Gnocchi aggregates API can present slowness with time, due to the growing number of resources and revisions in large scale OpenStack Cloud environments. This happens due to the situation where Gnocchi does not apply filters in the MySQL queries in the resource tables. I mean, start/stop filters are not applied, and others as well, which makes Gnocchi to manipulate all dataset in the MySQL database and then the filtering is executed in Python.

To cope with that situation, we are proposing an optimization to improve the query executed by Gnocchi in MySQL, and apply the filtering right away; thus, the dataset manipulated by MySQL will be drastically reduced. After applying the patch, we noticed a reduction of 5-6 folds in the response time for the Gnocchi aggregates API.

rafaelweingartner · 2023-07-10T12:51:35Z

@tobias-urdin can you look into this one?
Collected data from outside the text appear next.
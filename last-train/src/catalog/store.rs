//! The loaded station catalog.

use std::collections::HashMap;
use std::path::Path;
use std::sync::Arc;

use tracing::{debug, info};

use crate::domain::{LastTrain, LastTrainTime, Line, LineTimings, Station, StationCode};

use super::dto::{LineRecord, StationRecord};
use super::error::CatalogError;

/// Immutable station lookup, built once at startup.
///
/// Stations keep the order of the data file; ranking relies on it to break
/// ties deterministically.
#[derive(Debug)]
pub struct StationCatalog {
    stations: Vec<Arc<Station>>,
    by_name: HashMap<String, usize>,
}

impl StationCatalog {
    /// Load a catalog from a JSON data file.
    pub fn from_path(path: impl AsRef<Path>) -> Result<Self, CatalogError> {
        let path = path.as_ref();
        let contents = std::fs::read_to_string(path).map_err(|source| CatalogError::Io {
            path: path.to_path_buf(),
            source,
        })?;

        let catalog = Self::from_json_str(&contents)?;
        info!(
            path = %path.display(),
            stations = catalog.len(),
            "loaded station catalog"
        );
        Ok(catalog)
    }

    /// Parse a catalog from the JSON text of a data file.
    pub fn from_json_str(json: &str) -> Result<Self, CatalogError> {
        let records: Vec<StationRecord> = serde_json::from_str(json)?;
        Self::from_records(records)
    }

    /// Build a catalog from already-deserialized records.
    pub fn from_records(records: Vec<StationRecord>) -> Result<Self, CatalogError> {
        if records.is_empty() {
            return Err(CatalogError::Empty);
        }

        let mut stations = Vec::with_capacity(records.len());
        let mut by_name = HashMap::with_capacity(records.len());

        for record in records {
            let station = build_station(record)?;
            if by_name.contains_key(station.name()) {
                return Err(CatalogError::DuplicateStation(station.name().to_string()));
            }
            by_name.insert(station.name().to_string(), stations.len());
            stations.push(Arc::new(station));
        }

        debug!(stations = stations.len(), "built station catalog");
        Ok(Self { stations, by_name })
    }

    /// Look up a station by its exact name.
    ///
    /// No normalization is applied: case and whitespace must match.
    pub fn lookup(&self, name: &str) -> Option<&Arc<Station>> {
        self.by_name.get(name).map(|&idx| &self.stations[idx])
    }

    /// All stations, in data-file order.
    pub fn stations(&self) -> &[Arc<Station>] {
        &self.stations
    }

    /// Station names, in data-file order.
    pub fn names(&self) -> impl Iterator<Item = &str> + '_ {
        self.stations.iter().map(|s| s.name())
    }

    /// Number of stations. Never zero.
    pub fn len(&self) -> usize {
        self.stations.len()
    }

    /// Always false: an empty data file is rejected at load time.
    pub fn is_empty(&self) -> bool {
        self.stations.is_empty()
    }
}

/// Validate one record and convert it into a domain station.
fn build_station(record: StationRecord) -> Result<Station, CatalogError> {
    let StationRecord { name, code, lines } = record;

    if code.is_empty() {
        return Err(CatalogError::NoCodes(name));
    }
    if lines.is_empty() {
        return Err(CatalogError::NoLines(name));
    }

    let codes = code
        .iter()
        .map(|c| StationCode::parse(c))
        .collect::<Result<Vec<_>, _>>()
        .map_err(|source| CatalogError::StationCode {
            station: name.clone(),
            source,
        })?;

    let mut timings: Vec<LineTimings> = Vec::with_capacity(lines.len());
    for line_record in lines {
        let line_timings = build_line_timings(&name, line_record)?;
        if timings.iter().any(|t| t.line == line_timings.line) {
            return Err(CatalogError::DuplicateLine {
                station: name,
                line: line_timings.line.code().to_string(),
            });
        }
        timings.push(line_timings);
    }

    Ok(Station::new(name, codes, timings))
}

fn build_line_timings(station: &str, record: LineRecord) -> Result<LineTimings, CatalogError> {
    let line = Line::parse(&record.line).map_err(|source| CatalogError::Line {
        station: station.to_string(),
        source,
    })?;

    if record.timings.is_empty() {
        return Err(CatalogError::NoTimings {
            station: station.to_string(),
            line: record.line,
        });
    }

    let departures = record
        .timings
        .into_iter()
        .map(|t| {
            let time = LastTrainTime::parse(&t.last).map_err(|source| CatalogError::Time {
                station: station.to_string(),
                source,
            })?;
            Ok(LastTrain {
                destination: t.dest,
                time,
            })
        })
        .collect::<Result<Vec<_>, CatalogError>>()?;

    Ok(LineTimings { line, departures })
}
It is a nice to have in Gnocchi.

rafaelweingartner · 2023-07-10T12:58:15Z

we need to merge this one first: #1308

chungg

just to confirm, this is to enable resource history filtering?

gnocchi/rest/aggregates/api.py

gnocchi/indexer/sqlalchemy.py

tobias-urdin · 2023-08-01T07:43:10Z

@Mergifyio rebase

mergify · 2023-08-01T07:43:13Z

rebase

❌ Unable to rebase: user `tobias-urdin` is unknown.

Please make sure tobias-urdin has logged in Mergify dashboard.

tobias-urdin · 2023-08-01T07:48:57Z

@Mergifyio rebase

mergify · 2023-08-01T07:49:12Z

rebase

✅ Branch has been successfully rebased

pedro-martins

Hi Rafael, nice work here, I have only a simple suggestion

gnocchi/indexer/sqlalchemy.py

rafaelweingartner · 2023-08-07T14:16:26Z

Hello @chungg and @tobias-urdin I guess this patch is ready for your reviews again.

tobias-urdin · 2023-08-07T20:58:35Z

Hello @chungg and @tobias-urdin I guess this patch is ready for your reviews again.

I will check sometime this week but it's probably best to get @chungg review as well.

Please rebase on the now merged changes for SQLAlchemy 2.0 support, remove some duplicate commits that seems to be on here, squash commits and add some clear commit messages.

Thanks!

rafaelweingartner · 2023-08-09T16:01:38Z

@tobias-urdin and @chungg rebase and squash done!

gnocchi/rest/aggregates/api.py

rafaelweingartner · 2023-09-14T14:17:46Z

Hello guys,
Do we need some other amendments in this patch?

chungg

you probably don't need me to approve. i'm just getting familiar with this again.

i guess my only other feedback would be it'd be good to have a new test rather than just making sure existing ones don't break.

gnocchi/rest/aggregates/api.py

gnocchi/indexer/sqlalchemy.py

gnocchi/rest/aggregates/api.py

gnocchi/json.py

rafaelweingartner · 2023-12-01T17:20:43Z

Thank you @chungg for your reviews! I have extract the code you suggested to a new PR at #1361.

Besides that, are we missing something else here?

rafaelweingartner · 2024-01-19T13:22:20Z

@chungg and @tobias-urdin I have rebased the patch. Can you guys check it?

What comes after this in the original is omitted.